The assassination of Osama bin Laden has occasioned celebrations throughout the United States. Such celebrations of our enemy’s violent death erupted in Washington, D.C. and at Ground Zero in New York, complete with singing and flag-waving – a cathartic outburst of emotion by thousands. The celebrations are controversial because the majority of Americans consider themselves Christians, the faith of the Golden Rule. Christians are supposed to “love their enemies”, and “turn the other cheek” if struck by others. The bible says, “Vengeance is mine, sayeth the Lord”.

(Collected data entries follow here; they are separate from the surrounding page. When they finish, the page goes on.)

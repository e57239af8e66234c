//! EDMX/CSDL parsing into a `NormalizedSchema`

use super::models::{
    Association, AssociationEnd, ComplexType, EntitySet, EntityType, Field, NavigationProperty,
    NormalizedSchema, Operation, Parameter, Property, ReferentialConstraint,
};
use crate::error::MetadataError;
use log::{debug, info};
use roxmltree::{Document, Node};
use std::collections::HashMap;

/// Parse an EDMX document (v2, v3 or v4) into a normalized schema.
///
/// Fails with `MalformedDocument` when the input is not well-formed XML, and
/// with `UnsupportedShape` when there is no `Edmx` root or no `DataServices`
/// container. A container without schemas is a valid, empty result.
pub fn parse_metadata(raw: &str) -> Result<NormalizedSchema, MetadataError> {
    info!("Starting metadata XML parsing, XML length: {} bytes", raw.len());

    let doc = Document::parse(raw).map_err(|e| MetadataError::malformed(e.to_string()))?;
    let root = doc.root_element();

    if !root.tag_name().name().eq_ignore_ascii_case("Edmx") {
        return Err(MetadataError::unsupported(format!(
            "root element is <{}>, expected Edmx",
            root.tag_name().name()
        )));
    }

    let data_services = root
        .children()
        .find(|n| n.is_element() && n.tag_name().name().eq_ignore_ascii_case("DataServices"))
        .ok_or_else(|| MetadataError::unsupported("Edmx root has no DataServices element"))?;

    let schemas: Vec<SchemaBlock> = data_services
        .children()
        .filter(|n| is_element(n, "Schema"))
        .map(SchemaBlock::new)
        .collect();

    debug!("Found {} schema block(s)", schemas.len());

    let mut result = NormalizedSchema {
        namespaces: schemas.iter().map(|s| s.namespace.to_string()).collect(),
        ..NormalizedSchema::default()
    };

    // Associations first so navigation properties can resolve their ends
    let mut association_index: HashMap<String, usize> = HashMap::new();
    for schema in &schemas {
        for node in schema.node.children().filter(|n| is_element(n, "Association")) {
            let Some(association) = parse_association(node) else {
                continue;
            };
            for qualified in schema.qualify(&association.name) {
                association_index
                    .entry(qualified)
                    .or_insert(result.associations.len());
            }
            result.associations.push(association);
        }
    }

    let mut qualified_entity_names = Vec::new();
    for schema in &schemas {
        for node in schema.node.children().filter(|n| n.is_element()) {
            match node.tag_name().name() {
                "EntityType" => {
                    if let Some(entity) =
                        parse_entity_type(node, &result.associations, &association_index)
                    {
                        qualified_entity_names.push(schema.qualified_name(&entity.name));
                        result.entities.push(entity);
                    }
                }
                "ComplexType" => result.complex_types.extend(parse_complex_type(node)),
                "Function" => result.functions.extend(parse_operation(node)),
                "Action" => result.actions.extend(parse_operation(node)),
                "EntityContainer" => parse_container(node, &mut result),
                _ => {}
            }
        }
    }

    if result.entity_sets.is_empty() && !result.entities.is_empty() {
        debug!(
            "No entity sets declared, synthesizing {} from entity types",
            result.entities.len()
        );
        result.entity_sets = result
            .entities
            .iter()
            .zip(qualified_entity_names)
            .map(|(entity, qualified)| EntitySet {
                name: entity.name.clone(),
                entity_type: qualified,
                url: entity.name.clone(),
            })
            .collect();
    }

    info!(
        "Parsed metadata: {} entities, {} entity sets, {} associations, {} complex types, {} functions, {} actions",
        result.entities.len(),
        result.entity_sets.len(),
        result.associations.len(),
        result.complex_types.len(),
        result.functions.len(),
        result.actions.len()
    );

    Ok(result)
}

struct SchemaBlock<'a, 'input> {
    node: Node<'a, 'input>,
    namespace: &'a str,
    alias: Option<&'a str>,
}

impl<'a, 'input> SchemaBlock<'a, 'input> {
    fn new(node: Node<'a, 'input>) -> Self {
        Self {
            node,
            namespace: node.attribute("Namespace").unwrap_or(""),
            alias: node.attribute("Alias"),
        }
    }

    fn qualified_name(&self, name: &str) -> String {
        if self.namespace.is_empty() {
            name.to_string()
        } else {
            format!("{}.{}", self.namespace, name)
        }
    }

    /// Every name a `Relationship` attribute may use to refer to `name`
    fn qualify(&self, name: &str) -> Vec<String> {
        let mut names = vec![self.qualified_name(name)];
        if let Some(alias) = self.alias {
            names.push(format!("{}.{}", alias, name));
        }
        names
    }
}

fn is_element(node: &Node, name: &str) -> bool {
    node.is_element() && node.tag_name().name() == name
}

fn named<'a>(node: Node<'a, '_>, kind: &str) -> Option<&'a str> {
    let name = node.attribute("Name");
    if name.is_none() {
        debug!("Skipping {} without a Name attribute", kind);
    }
    name
}

fn nullable(node: Node) -> bool {
    node.attribute("Nullable") != Some("false")
}

fn strip_collection(type_name: &str) -> &str {
    type_name
        .strip_prefix("Collection(")
        .and_then(|inner| inner.strip_suffix(')'))
        .unwrap_or(type_name)
}

fn parse_entity_type(
    node: Node,
    associations: &[Association],
    association_index: &HashMap<String, usize>,
) -> Option<EntityType> {
    let name = named(node, "EntityType")?;

    let keys = node
        .children()
        .filter(|n| is_element(n, "Key"))
        .take(1)
        .flat_map(|key| key.children().filter(|n| is_element(n, "PropertyRef")))
        .filter_map(|r| r.attribute("Name").map(str::to_string))
        .collect();

    let properties = node
        .children()
        .filter(|n| is_element(n, "Property"))
        .filter_map(parse_property)
        .collect();

    let navigation_properties = node
        .children()
        .filter(|n| is_element(n, "NavigationProperty"))
        .filter_map(|n| parse_navigation_property(n, associations, association_index))
        .collect();

    Some(EntityType {
        name: name.to_string(),
        keys,
        properties,
        navigation_properties,
    })
}

fn parse_property(node: Node) -> Option<Property> {
    let name = named(node, "Property")?;

    let annotations = node
        .children()
        .filter(|n| is_element(n, "Annotation"))
        .filter_map(|n| n.attribute("Term"))
        .filter(|term| !term.is_empty())
        .map(str::to_string)
        .collect();

    Some(Property {
        name: name.to_string(),
        type_name: node.attribute("Type").unwrap_or_default().to_string(),
        nullable: nullable(node),
        max_length: node.attribute("MaxLength").and_then(|v| v.parse().ok()),
        annotations,
    })
}

fn parse_navigation_property(
    node: Node,
    associations: &[Association],
    association_index: &HashMap<String, usize>,
) -> Option<NavigationProperty> {
    let name = named(node, "NavigationProperty")?;
    let relationship = node.attribute("Relationship");
    let to_role = node.attribute("ToRole");

    let (multiplicity, target_type) = match node.attribute("Type") {
        // v4: the type itself carries cardinality
        Some(type_name) => {
            let multiplicity = if type_name.starts_with("Collection(") {
                "*"
            } else if nullable(node) {
                "0..1"
            } else {
                "1"
            };
            (
                Some(multiplicity.to_string()),
                Some(strip_collection(type_name).to_string()),
            )
        }
        // v2/v3: look at the association end we navigate to
        None => {
            let end = relationship
                .zip(to_role)
                .and_then(|(rel, role)| {
                    association_index
                        .get(rel)
                        .and_then(|&i| associations[i].end(role))
                });
            if end.is_none() {
                debug!(
                    "Navigation property {} does not resolve to an association end",
                    name
                );
            }
            (
                end.map(|e| e.multiplicity.clone()),
                end.map(|e| e.type_name.clone()),
            )
        }
    };

    Some(NavigationProperty {
        name: name.to_string(),
        relationship: relationship.map(str::to_string),
        from_role: node.attribute("FromRole").map(str::to_string),
        to_role: to_role.map(str::to_string),
        multiplicity,
        target_type,
    })
}

fn parse_association(node: Node) -> Option<Association> {
    let name = named(node, "Association")?;

    let ends = node
        .children()
        .filter(|n| is_element(n, "End"))
        .map(|end| AssociationEnd {
            role: end.attribute("Role").unwrap_or_default().to_string(),
            type_name: end.attribute("Type").unwrap_or_default().to_string(),
            multiplicity: end.attribute("Multiplicity").unwrap_or_default().to_string(),
        })
        .collect();

    // Only the first constraint is meaningful; principal/dependent by position
    let referential_constraint = node
        .children()
        .find(|n| is_element(n, "ReferentialConstraint"))
        .map(|rc| {
            let principal = rc.children().find(|n| is_element(n, "Principal"));
            let dependent = rc.children().find(|n| is_element(n, "Dependent"));
            ReferentialConstraint {
                principal_role: role_of(principal),
                dependent_role: role_of(dependent),
                principal_properties: property_refs(principal),
                dependent_properties: property_refs(dependent),
            }
        });

    Some(Association {
        name: name.to_string(),
        ends,
        referential_constraint,
    })
}

fn role_of(node: Option<Node>) -> Option<String> {
    node.and_then(|n| n.attribute("Role")).map(str::to_string)
}

fn property_refs(node: Option<Node>) -> Vec<String> {
    node.map(|n| {
        n.children()
            .filter(|c| is_element(c, "PropertyRef"))
            .filter_map(|c| c.attribute("Name").map(str::to_string))
            .collect()
    })
    .unwrap_or_default()
}

fn parse_complex_type(node: Node) -> Option<ComplexType> {
    let name = named(node, "ComplexType")?;

    let fields = node
        .children()
        .filter(|n| is_element(n, "Property"))
        .filter_map(|p| {
            Some(Field {
                name: named(p, "Property")?.to_string(),
                type_name: p.attribute("Type").unwrap_or_default().to_string(),
                nullable: nullable(p),
            })
        })
        .collect();

    Some(ComplexType {
        name: name.to_string(),
        fields,
    })
}

fn parse_parameters(node: Node) -> Vec<Parameter> {
    node.children()
        .filter(|n| is_element(n, "Parameter"))
        .filter_map(|p| {
            Some(Parameter {
                name: named(p, "Parameter")?.to_string(),
                type_name: p.attribute("Type").unwrap_or_default().to_string(),
            })
        })
        .collect()
}

/// Function or Action element (v3 and v4 shapes)
fn parse_operation(node: Node) -> Option<Operation> {
    let name = named(node, node.tag_name().name())?;
    let parameters = parse_parameters(node);

    let return_type = node
        .children()
        .find(|n| is_element(n, "ReturnType"))
        .and_then(|r| r.attribute("Type"))
        .or_else(|| node.attribute("ReturnType"))
        .map(str::to_string);

    let is_bound = node.attribute("IsBound") == Some("true");
    let binding_parameter = if is_bound {
        parameters.first().map(|p| p.name.clone())
    } else {
        None
    };

    Some(Operation {
        name: name.to_string(),
        parameters,
        return_type,
        is_bound,
        binding_parameter,
    })
}

fn parse_container(node: Node, result: &mut NormalizedSchema) {
    for child in node.children().filter(|n| n.is_element()) {
        match child.tag_name().name() {
            "EntitySet" => {
                if let Some(name) = named(child, "EntitySet") {
                    result.entity_sets.push(EntitySet {
                        name: name.to_string(),
                        entity_type: child.attribute("EntityType").unwrap_or_default().to_string(),
                        url: name.to_string(),
                    });
                }
            }
            // v4 imports point at a Function/Action declared elsewhere in the schema
            "FunctionImport"
                if child.attribute("Function").is_none() && child.attribute("Action").is_none() =>
            {
                result.functions.extend(parse_operation(child));
            }
            _ => {}
        }
    }
}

Human beings are social creatures with a tribal nature. We evolved in tribes and we instinctively rally against threats from outside the tribe. We depend on others of our tribe for safety and collective success. The same spirit is embodied in athletic fandom. History is replete with tribal warfare, so it is natural to rejoice in victories. Indeed, the history of our own country is that of one war after another, including as we all know, the Civil War, surely the bloodiest and most tragic of them all. The Civil War pitted the CSA’s
agrarian, slavery-based culture against that of the industrial, religion-motivated abolitionist North. The echoes of that conflict reverberated strongly for a hundred years throughout the nation and peaked with the Civil Rights struggle of the 1960’s. But hard feelings are still alive in many places. For a striking view of the strength of such enduring cultural themes, or memes, I recommend the book, Sundown Towns, by Loewen.
I was just a boy during WWII, but I have some memories of the ethnic passions of that war. The Japanese were “Japs”, often depicted in patriotic poster art as small, ape-like ugly creatures. The Germans were “Krauts”, menacing cruel-faced figures festooned in swastikas. This was symbolic of the collective fear that transformed the United States almost overnight from an isolationist/pacifist culture into the military dynamo that almost failed but then decisively triumphed in 1945. The V-E (Europe) and V-J (Japan) Day victories were joyously celebrated in streets all over America, captured forever in iconic still and moving photography, even as the cities of our enemies lay in smoking ruins, their citizenry destitute. Few people then questioned expressions of unbridled joy over enemy deaths. Nationwide there were deep expressions of triumph, relief, pride and patriotism. That time was unprecedented and is now remembered with great nostalgia.
It is important to remember that the draconian reprisals of WWI against Germany were not repeated after WWII. We had learned something, and we instead installed the Marshall Plan to rescue Europe and fostered an enduring democracy in Japan. Those were unqualified successes of foresight and representative government, victory celebrations not withstanding. We did not allow celebration of victory then to overshadow what we stand for and I believe we will not do so now.
As in WWII, our celebrations will be short-lived. Terrorism is not defeated, the threat remains. But, collectively we have experienced a success against a common enemy and that appeals to our tribal nature even as it engenders some religiously inspired guilt. I submit that celebration of our enemy’s defeat is a natural expression of our human natures, tempered but never extinguished by sensible morality.
Recent studies have revealed something interesting about human behavior and motivation that may apply here. In “Out of Character”, authors Desteno and Valdesolo (USA Today, 5/3/11) report on a 7-year psychological study of vice and virtue in people. What they found is surprising, and those findings purport to explain how people can act at times so inconsistently with their otherwise predictable natures. Examples include Elliot Spitzer, Tiger Woods, and South Carolina governor Mark Sanford, all of whom famously strayed outside expected moral bounds.
Here is the way DeSteno described their findings in part. “Character isn’t set. There is inherent tension in the mind at both the unconscious and conscious levels between these desires for short-term goals and long-term goals. If you think about it not in terms of good and evil, but in terms of things that serve me well in the short-term or that can serve me well in the long run, then it’s balancing those two aspects that affect your character. That means any of us can act much more ‘out of character’ than we think.”
The celebrations of Osama bin Laden’s death are natural, and given the horror of 9/11, we are entitled to short-term feelings. If we now act “out of character”, we will soon revert to normal and our form of government will dampen impetuous emotion. Celebration is, I think, even now giving way to the pragmatic needs of government to dampen the passions of global tribalism. And if celebration leaves in its wake a renewed sense of patriotic unity throughout the country, a unity that will enable the fractious parties to deal with the financial crisis, then that would be an event even more worth celebrating.